HESI LPN
Pharmacology HESI Practice
1. A healthy 68-year-old client asks the practical nurse (PN) whether they should take the pneumococcal vaccine. Which statement should the PN offer to the client that provides the most accurate information about this vaccine?
- A. The vaccine is given annually before the flu season to those older than 50 years.
- B. The immunization is recommended for children younger than 2 years old and all adults 65 years or older.
- C. The vaccine is for all ages and is given primarily to those traveling overseas to areas of infection.
- D. The vaccine will prevent the occurrence of pneumococcal pneumonia for up to 5 years.
Correct answer: B
Rationale: The correct answer is B because it is usually recommended that children younger than 2 years old and adults 65 years or older get vaccinated against pneumococcal disease. This is because these age groups are more susceptible to severe complications from the infection. While the vaccine may be recommended for certain individuals with specific medical conditions at any age, the primary target groups are as mentioned in option B. Option A is incorrect as the pneumococcal vaccine is not given annually like the flu vaccine. Option C is incorrect because the vaccine is not primarily for travelers but for certain age groups and individuals with medical conditions at risk. Option D is incorrect as the vaccine's duration of protection can vary, and it is not guaranteed to prevent pneumococcal pneumonia for up to 5 years.
2. The healthcare provider has prescribed an influenza vaccine for a 74-year-old client before discharge. Which client condition would prompt the practical nurse to consult with the charge nurse rather than administer the vaccine?
- A. History of congestive heart failure
- B. History of an egg allergy
- C. History of pneumococcal vaccination
- D. History of end-stage renal disease
Correct answer: B
Rationale: The correct answer is B: History of an egg allergy. The influenza vaccine may contain a small amount of egg protein. According to the CDC, individuals with a severe allergy to any component of the vaccine, including egg protein, should not receive the influenza vaccine. Therefore, if the client has a history of an allergy to eggs, the practical nurse should not administer the vaccine and consult with the charge nurse for further guidance, as it is a contraindication. The other conditions listed do not require consultation before administering the influenza vaccine.
3. A client with a history of atrial fibrillation is prescribed warfarin. The nurse should monitor for which sign of potential bleeding?
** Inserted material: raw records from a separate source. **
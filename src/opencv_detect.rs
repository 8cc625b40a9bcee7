//! Bridge to OpenCV's `features2d` detectors.
//!
//! Everything OpenCV-specific about feature extraction lives here: detector
//! construction, the `detect_and_compute` call and the conversions between
//! `image`/`ndarray` types on our side and `Mat`/`Vector<KeyPoint>` on
//! OpenCV's side.

use image::GrayImage;
use ndarray::Array2;
use nshare::AsNdarray2;
use opencv::{
    core::{no_array, Mat, Ptr, Vector},
    features2d::{AKAZE, ORB, SIFT},
    prelude::*,
};

use crate::{Descriptors, DetectorKind, KeyPoint, Result};

/// A constructed detector/descriptor instance. The variant is fixed when the
/// owning `FeatureMatcher` is built.
pub(crate) enum Provider {
    Sift(Ptr<SIFT>),
    Akaze(Ptr<AKAZE>),
    Orb(Ptr<ORB>),
}

impl Provider {
    pub(crate) fn create(kind: DetectorKind) -> Result<Self> {
        Ok(match kind {
            // OpenCV's stock SIFT parameters: unlimited features, 3 octave
            // layers, contrast/edge thresholds 0.04/10, sigma 1.6.
            DetectorKind::Sift => Provider::Sift(SIFT::create(0, 3, 0.04, 10., 1.6)?),
            DetectorKind::Akaze => Provider::Akaze(AKAZE::create_def()?),
            DetectorKind::Orb => Provider::Orb(ORB::create_def()?),
        })
    }

    /// Run detection and description on a grayscale image.
    ///
    /// An image without detectable features yields empty descriptors; the
    /// caller decides whether that is an error.
    pub(crate) fn detect_and_compute(
        &mut self,
        img: &GrayImage,
    ) -> Result<(Vec<KeyPoint>, Descriptors)> {
        let arr = img.as_ndarray2();
        let mat = Mat::new_rows_cols_with_data(
            arr.shape()[0] as i32,
            arr.shape()[1] as i32,
            arr.as_slice().expect("gray image buffer is contiguous"),
        )?;

        let mut cv_keypoints: Vector<opencv::core::KeyPoint> = Vector::new();
        let mut cv_descriptors = Mat::default();
        let binary = match self {
            Provider::Sift(d) => {
                d.detect_and_compute_def(&mat, &no_array(), &mut cv_keypoints, &mut cv_descriptors)?;
                false
            }
            Provider::Akaze(d) => {
                d.detect_and_compute_def(&mat, &no_array(), &mut cv_keypoints, &mut cv_descriptors)?;
                true
            }
            Provider::Orb(d) => {
                d.detect_and_compute_def(&mat, &no_array(), &mut cv_keypoints, &mut cv_descriptors)?;
                true
            }
        };

        let keypoints = cv_keypoints
            .iter()
            .map(|kp| KeyPoint {
                x: kp.pt().x,
                y: kp.pt().y,
                size: kp.size(),
                angle: kp.angle(),
                response: kp.response(),
            })
            .collect();
        let descriptors = if binary {
            Descriptors::Binary(mat_to_array::<u8>(&cv_descriptors)?)
        } else {
            Descriptors::Float(mat_to_array::<f32>(&cv_descriptors)?)
        };
        Ok((keypoints, descriptors))
    }
}

fn mat_to_array<T: opencv::core::DataType + Clone>(mat: &Mat) -> Result<Array2<T>> {
    if mat.empty() {
        return Ok(Array2::from_shape_vec((0, 0), Vec::new())
            .expect("empty shape matches empty buffer"));
    }
    let rows = mat.rows() as usize;
    let cols = mat.cols() as usize;
    let data = mat.data_typed::<T>()?.to_vec();
    Ok(Array2::from_shape_vec((rows, cols), data)
        .expect("descriptor buffer length matches rows * cols"))
}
- A. Elevated blood pressure
- B. Bruising
- C. Shortness of breath
- D. Nausea and vomiting
Correct answer: B
Rationale: Warfarin is an anticoagulant that increases the risk of bleeding. Bruising is a common sign of potential bleeding in clients taking warfarin. Monitoring for bruising is essential as it can indicate a risk of bleeding that needs further assessment and management. Elevated blood pressure, shortness of breath, nausea, and vomiting are not direct signs of potential bleeding associated with warfarin therapy.
4. A client with chronic kidney disease is prescribed erythropoietin. The nurse should monitor for which potential adverse effect?
- A. Hypertension
- B. Hypotension
- C. Tachycardia
- D. Bradycardia
Correct answer: A
Rationale: Erythropoietin is a medication commonly used to stimulate red blood cell production in individuals with chronic kidney disease. One of the potential adverse effects of erythropoietin therapy is hypertension. The increased production of red blood cells can lead to elevated blood pressure levels. Therefore, monitoring for hypertension is essential to ensure the client's safety and well-being while on this medication. Choices B, C, and D are incorrect because hypotension, tachycardia, and bradycardia are not typically associated with erythropoietin therapy. Hypertension is the primary adverse effect to monitor in this case.
5. A client with chronic heart failure is prescribed furosemide. The nurse should monitor the client for which potential adverse effect?
- A. Increased blood glucose levels
- B. Electrolyte imbalance
- C. Dehydration
- D. Weight gain
Correct answer: C
Rationale: When a client with chronic heart failure is prescribed furosemide, a diuretic, the nurse should be vigilant for potential adverse effects. Furosemide can lead to excessive fluid loss, resulting in dehydration. Dehydration is a significant concern as it can exacerbate heart failure symptoms. Additionally, furosemide can cause electrolyte imbalances, particularly affecting potassium and sodium levels. Monitoring for signs of dehydration and electrolyte disturbances is crucial to prevent complications and ensure the client's safety and well-being. Increased blood glucose levels and weight gain are not commonly associated with furosemide use in heart failure patients, making choices A and D incorrect.